Date: 2015-04-21
Type of information: Presentation of results at a congress
phase: preclinical
Announcement: presentation of results at the American Association for Cancer Research (AACR) Annual Meeting
Company: Ariad Pharmaceuticals (USA - MA)
Product: brigatinib (AP26113)
Action
mechanism: kinase inhibitor/tyrosine kinase inhibitor.
Disease:
Therapeutic area: Cancer - Oncology
Country:
Trial details:
Latest
news: * On April 21, 2015, Ariad Pharmaceuticals announced the results of a series of preclinical studies on its investigational tyrosine kinase inhibitor (TKI), brigatinib (AP26113) at the American Association for Cancer Research (AACR) Annual Meeting 2015. Brigatinib is in development for the treatment of patients with anaplastic lymphoma kinase positive (ALK+) metastatic non-small cell lung cancer (NSCLC), who are resistant to crizotinib.
These data were included in two presentations: "Discovery of AP26113, a potent, orally active inhibitor of anaplastic lymphoma kinase and clinically relevant mutants" and "The potent ALK inhibitor AP26113 can overcome mechanisms of resistance to first and second-generation ALK TKIs in preclinical models."

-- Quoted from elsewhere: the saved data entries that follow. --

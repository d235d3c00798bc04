use std::path::{Path, PathBuf};

use anyhow::{Context, Result};
use chrono::{NaiveDate, Utc};
use clap::{Parser, Subcommand};
use colored::Colorize;
use tracing::{info, warn};

use pulsegen::config::{Config, EmbedderBackend};
use pulsegen::output::csv::{default_report_path, write_matrix_csv, write_report_json, DateFormat};
use pulsegen::output::terminal;
use pulsegen::pipeline::run::TrendPipeline;
use pulsegen::reviews::playstore::resolve_app_id;
use pulsegen::reviews::source::{CsvFileSource, DailyFileSource, JsonFileSource, ReviewSource};
use pulsegen::topics::download;
use pulsegen::topics::embeddings::SentenceEmbedder;
use pulsegen::topics::hashing::HashingEmbedder;
use pulsegen::topics::traits::Embedder;
use pulsegen::trends::window::AnalysisWindow;

/// PulseGen: topic trends from app store reviews.
///
/// Groups reviews into recurring themes and counts, day by day, how often
/// each theme comes up over a trailing window.
#[derive(Parser)]
#[command(name = "pulsegen", version, about)]
struct Cli {
    #[command(subcommand)]
    command: Commands,
}

#[derive(Subcommand)]
enum Commands {
    /// Build a topic-by-day trend report from exported reviews
    Analyze {
        /// Review export: a JSON file, a CSV file, or a directory of
        /// YYYY-MM-DD.json files
        #[arg(long)]
        reviews: PathBuf,

        /// Play Store link or package name (default: PULSEGEN_DEFAULT_APP_ID)
        #[arg(long)]
        app: Option<String>,

        /// Last day of the window, YYYY-MM-DD (default: today, UTC)
        #[arg(long)]
        date: Option<NaiveDate>,

        /// Window length in days (default: 30)
        #[arg(long)]
        days: Option<u32>,

        /// Only report the top N topics
        #[arg(long)]
        top: Option<usize>,

        /// Cosine similarity needed to join a topic, in (0, 1] (default: 0.7)
        #[arg(long)]
        threshold: Option<f64>,

        /// Smaller clusters are pooled into Miscellaneous (default: 3)
        #[arg(long)]
        min_cluster_size: Option<usize>,

        /// CSV output path (default: <output dir>/trend_report_<date>.csv)
        #[arg(long)]
        output: Option<PathBuf>,

        /// Also write the full report as JSON next to the CSV
        #[arg(long)]
        json: bool,

        /// Head date columns like "Jun 01" instead of ISO dates
        #[arg(long)]
        short_dates: bool,

        /// Merge near-duplicate topics once all days are processed
        #[arg(long)]
        final_merge: bool,

        /// Print the full matrix to the terminal as well
        #[arg(long)]
        show_matrix: bool,
    },

    /// Download the sentence embedding model (~90 MB)
    DownloadModel,

    /// Show model status and analysis defaults
    Status,
}

#[tokio::main]
async fn main() -> Result<()> {
    // Load .env file if present (silently ignore if missing)
    let _ = dotenvy::dotenv();

    tracing_subscriber::fmt()
        .with_env_filter(
            tracing_subscriber::EnvFilter::try_from_default_env()
                .unwrap_or_else(|_| tracing_subscriber::EnvFilter::new("pulsegen=info")),
        )
        .init();

    let cli = Cli::parse();

    match cli.command {
        Commands::Analyze {
            reviews,
            app,
            date,
            days,
            top,
            threshold,
            min_cluster_size,
            output,
            json,
            short_dates,
            final_merge,
            show_matrix,
        } => {
            let mut config = Config::load()?;

            // CLI flags override the environment
            let analysis = &mut config.analysis;
            if let Some(days) = days {
                analysis.analysis_period_days = days;
            }
            if let Some(top) = top {
                analysis.top_n_topics = Some(top);
            }
            if let Some(threshold) = threshold {
                analysis.similarity_threshold = threshold;
            }
            if let Some(size) = min_cluster_size {
                analysis.min_cluster_size = size;
            }
            if final_merge {
                analysis.final_merge = true;
            }

            config.analysis.validate()?;

            let app_id = resolve_app_id(app.as_deref(), &config.default_app_id);
            let end = date.unwrap_or_else(|| Utc::now().date_naive());
            let window = AnalysisWindow::ending_on(end, config.analysis.analysis_period_days)?;

            let source = open_source(&reviews)?;
            let embedder = load_embedder(&config)?;

            let pipeline = TrendPipeline::new(config.analysis.clone(), embedder)?
                .with_progress(true);
            let report = pipeline.run(source.as_ref(), &app_id, window).await?;

            let format = if short_dates {
                DateFormat::Short
            } else {
                DateFormat::Iso
            };

            terminal::display_report(&report);
            if show_matrix {
                terminal::display_matrix(&report.matrix, format, config.analysis.top_n_topics);
            }

            let csv_path = output.unwrap_or_else(|| default_report_path(&config.output_dir, end));
            // An explicit top-N also trims the CSV
            let mut matrix = report.matrix.clone();
            if let Some(n) = config.analysis.top_n_topics {
                matrix.rows = report.matrix.top(n).to_vec();
            }
            write_matrix_csv(&matrix, &csv_path, format)?;
            println!("\nReport saved to {}", csv_path.display().to_string().bold());

            if json {
                let json_path = csv_path.with_extension("json");
                write_report_json(&report, &json_path)?;
                println!("Full report saved to {}", json_path.display());
            }
        }

        Commands::DownloadModel => {
            let config = Config::load()?;
            info!(dir = %config.model_dir.display(), "Downloading embedding model");
            download::download_model(&config.model_dir).await?;
            println!(
                "\n{} Model saved to {}",
                "Done.".green().bold(),
                download::embedding_model_dir(&config.model_dir).display()
            );
        }

        Commands::Status => {
            let config = Config::load()?;
            pulsegen::status::show(&config)?;
        }
    }

    Ok(())
}

/// Pick a review source from the shape of the path.
fn open_source(path: &Path) -> Result<Box<dyn ReviewSource>> {
    if path.is_dir() {
        return Ok(Box::new(DailyFileSource::new(path)));
    }
    if !path.exists() {
        anyhow::bail!(
            "Review export not found: {}\n\
             Pass a JSON file, a CSV file, or a directory of YYYY-MM-DD.json files.",
            path.display()
        );
    }
    let is_csv = path
        .extension()
        .and_then(|e| e.to_str())
        .is_some_and(|e| e.eq_ignore_ascii_case("csv"));
    if is_csv {
        Ok(Box::new(CsvFileSource::new(path)))
    } else {
        Ok(Box::new(JsonFileSource::new(path)))
    }
}

/// The sentence model when it is available, the hashing embedder otherwise.
fn load_embedder(config: &Config) -> Result<Box<dyn Embedder>> {
    match config.embedder_backend {
        EmbedderBackend::Hashing => {
            info!("Using the feature-hashing embedder");
            Ok(Box::new(HashingEmbedder::default()))
        }
        EmbedderBackend::Onnx => {
            if config.require_model().is_err() {
                warn!("Embedding model not found, falling back to feature hashing");
                println!(
                    "{}",
                    "Tip: run `pulsegen download-model` for better topic grouping.".dimmed()
                );
                return Ok(Box::new(HashingEmbedder::default()));
            }
            let dir = download::embedding_model_dir(&config.model_dir);
            let embedder = SentenceEmbedder::load(&dir)
                .with_context(|| format!("Failed to load embedding model from {}", dir.display()))?;
            Ok(Box::new(embedder))
        }
    }
}
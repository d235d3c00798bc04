// Review ingestion: records, sources and store link parsing.

pub mod models;
pub mod playstore;
pub mod source;
// Pipeline orchestration.

pub mod run;
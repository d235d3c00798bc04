// Review text normalization.
//
// Store reviews are noisy: links, "Read more" stubs left by the scraper,
// emoji-only ratings, reviews in scripts the embedding model never saw. This
// module turns a raw ReviewRecord into a cleaned sentence (for the sentence
// embedder) and a content-token sequence (for hashing and keyword scoring),
// or rejects it with a typed reason.
//
// Normalization is a pure function of the text. The stop word list and
// regexes are built once and shared by every review of a run.

use std::collections::HashSet;

use chrono::{FixedOffset, NaiveDate};
use regex_lite::Regex;
use stop_words::{get, LANGUAGE};

use crate::error::{PipelineError, UnprocessableReason};
use crate::reviews::models::ReviewRecord;

/// Below this share of Latin-script letters a review is treated as written
/// in an unsupported language.
const MIN_LATIN_RATIO: f64 = 0.5;

/// A review that survived normalization, ready for embedding.
#[derive(Debug, Clone, PartialEq)]
pub struct CleanText {
    pub review_id: String,
    /// Calendar day in the run's reporting offset
    pub date: NaiveDate,
    /// Lower-cased text with links and boilerplate removed
    pub text: String,
    /// Content tokens in reading order, stop words removed
    pub tokens: Vec<String>,
}

#[derive(Clone)]
pub struct TextNormalizer {
    stop_words: HashSet<String>,
    url: Regex,
    email: Regex,
    boilerplate: Regex,
    whitespace: Regex,
}

impl Default for TextNormalizer {
    fn default() -> Self {
        Self::new()
    }
}

impl TextNormalizer {
    pub fn new() -> Self {
        let stop_words: HashSet<String> = get(LANGUAGE::English)
            .into_iter()
            .map(|w| w.to_lowercase())
            .collect();

        Self {
            stop_words,
            url: Regex::new(r"(?:https?://|www\.)\S+").expect("valid url regex"),
            email: Regex::new(r"\S+@\S+\.\S+").expect("valid email regex"),
            boilerplate: Regex::new(
                r"\(?\b(?:read more|full review|translated by google|review edited|edited)\b\)?",
            )
            .expect("valid boilerplate regex"),
            whitespace: Regex::new(r"\s+").expect("valid whitespace regex"),
        }
    }

    /// Clean and tokenize one review.
    pub fn normalize(
        &self,
        record: &ReviewRecord,
        offset: &FixedOffset,
    ) -> Result<CleanText, PipelineError> {
        let reject = |reason| PipelineError::UnprocessableText {
            review_id: record.id.clone(),
            reason,
        };

        let trimmed = record.text.trim();
        if trimmed.is_empty() {
            return Err(reject(UnprocessableReason::Empty));
        }

        let text = self.clean(trimmed);

        let mut letters = 0usize;
        let mut latin = 0usize;
        for c in text.chars().filter(|c| c.is_alphabetic()) {
            letters += 1;
            if is_latin(c) {
                latin += 1;
            }
        }
        if letters == 0 {
            return Err(reject(UnprocessableReason::NonLinguistic));
        }
        if (latin as f64) / (letters as f64) < MIN_LATIN_RATIO {
            return Err(reject(UnprocessableReason::UnsupportedLanguage));
        }

        let tokens = self.tokenize(&text);
        if tokens.is_empty() {
            return Err(reject(UnprocessableReason::NoContentTokens));
        }

        Ok(CleanText {
            review_id: record.id.clone(),
            date: record.local_date(offset),
            text,
            tokens,
        })
    }

    /// Lower-case and strip links, e-mail addresses and store boilerplate.
    pub fn clean(&self, text: &str) -> String {
        let lower = text.to_lowercase().replace('\u{2019}', "'");
        let no_urls = self.url.replace_all(&lower, " ");
        let no_emails = self.email.replace_all(&no_urls, " ");
        let no_boilerplate = self.boilerplate.replace_all(&no_emails, " ");
        self.whitespace
            .replace_all(&no_boilerplate, " ")
            .trim()
            .to_string()
    }

    /// Split cleaned text into content tokens.
    ///
    /// Apostrophes stay inside words so contractions ("don't") are matched
    /// against the stop word list as written.
    pub fn tokenize(&self, text: &str) -> Vec<String> {
        text.split(|c: char| !(c.is_alphanumeric() || c == '\''))
            .map(|t| t.trim_matches('\''))
            .filter(|t| t.chars().count() > 1)
            .filter(|t| !self.stop_words.contains(*t))
            .filter(|t| t.chars().any(|c| c.is_alphabetic()) || t.len() <= 4)
            .map(str::to_string)
            .collect()
    }
}

fn is_latin(c: char) -> bool {
    c.is_ascii_alphabetic() || ('\u{00C0}'..='\u{024F}').contains(&c)
}
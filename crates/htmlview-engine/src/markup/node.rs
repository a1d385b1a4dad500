use std::collections::BTreeMap;

use serde::Serialize;

use super::classify::{NodeKind, Tag};

/// Name given to text leaves.
pub const TEXT_NODE_NAME: &str = "text";

/// A node of the parsed markup tree, classified as block or inline.
///
/// Element nodes carry `children`; text leaves carry `text` and are named
/// [`TEXT_NODE_NAME`].
#[derive(Debug, Clone, PartialEq, Eq, Serialize)]
pub struct TaggedNode {
    pub name: String,
    pub kind: NodeKind,
    pub attributes: BTreeMap<String, String>,
    pub children: Vec<TaggedNode>,
    pub text: Option<String>,
}

impl TaggedNode {
    /// An element node, classified from its (lower-cased) name.
    pub fn element(name: impl Into<String>) -> Self {
        let name = name.into().to_ascii_lowercase();
        let kind = Tag::parse(&name).kind();
        Self {
            name,
            kind,
            attributes: BTreeMap::new(),
            children: Vec::new(),
            text: None,
        }
    }

    /// A text leaf.
    pub fn text(text: impl Into<String>) -> Self {
        Self {
            name: TEXT_NODE_NAME.to_string(),
            kind: NodeKind::Inline,
            attributes: BTreeMap::new(),
            children: Vec::new(),
            text: Some(text.into()),
        }
    }

    pub fn with_attribute(mut self, name: impl Into<String>, value: impl Into<String>) -> Self {
        self.attributes.insert(name.into(), value.into());
        self
    }

    pub fn with_child(mut self, child: TaggedNode) -> Self {
        self.children.push(child);
        self
    }

    pub fn with_children(mut self, children: impl IntoIterator<Item = TaggedNode>) -> Self {
        self.children.extend(children);
        self
    }

    pub fn tag(&self) -> Tag {
        Tag::parse(&self.name)
    }

    pub fn attribute(&self, name: &str) -> Option<&str> {
        self.attributes.get(name).map(String::as_str)
    }

    /// True when the node carries a non-empty text payload.
    pub fn has_text(&self) -> bool {
        self.text.as_deref().is_some_and(|t| !t.is_empty())
    }

    /// Text of this node and all its descendants, in document order.
    pub fn flattened_text(&self) -> String {
        let mut out = String::new();
        self.collect_text(&mut out);
        out
    }

    fn collect_text(&self, out: &mut String) {
        if let Some(text) = &self.text {
            out.push_str(text);
        }
        for child in &self.children {
            child.collect_text(out);
        }
    }
}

Oral Presentation on Brigatinib Discovery: An oral presentation describes, for the first time, the design and chemical structure of brigatinib, discovered using Ariad's structure-based drug design platform. With the goal of designing a selective ALK inhibitor with broad-based activity against crizotinib-resistant mutants, Ariad scientists advanced a series of novel compounds culminating in the identification of brigatinib. Brigatinib incorporates unique chemical-design features, including the distinctive use of a recognition element that confers favorable pharmacologic properties. Brigatinib has at least 10-fold greater potency than crizotinib against ALK+ NSCLC cell lines and was broadly active against clinically relevant crizotinib-resistant mutants in preclinical models.
New Preclinical Data on Brigatinib in Poster Presentation: A poster presentation shows that brigatinib, at clinically achievable concentrations, has potent anti-tumor activity against a panel of 17 distinct ALK mutants known to confer resistance to other ALK inhibitors. In a separate study designed to model the occurrence of brain metastases in ALK+ lung cancer patients, brigatinib significantly reduced the tumor burden in mice with ALK+ brain tumors compared to the tumors in mice treated with crizotinib. Survival of brigatinib-treated mice was also markedly enhanced compared to the survival duration of crizotinib-treated mice.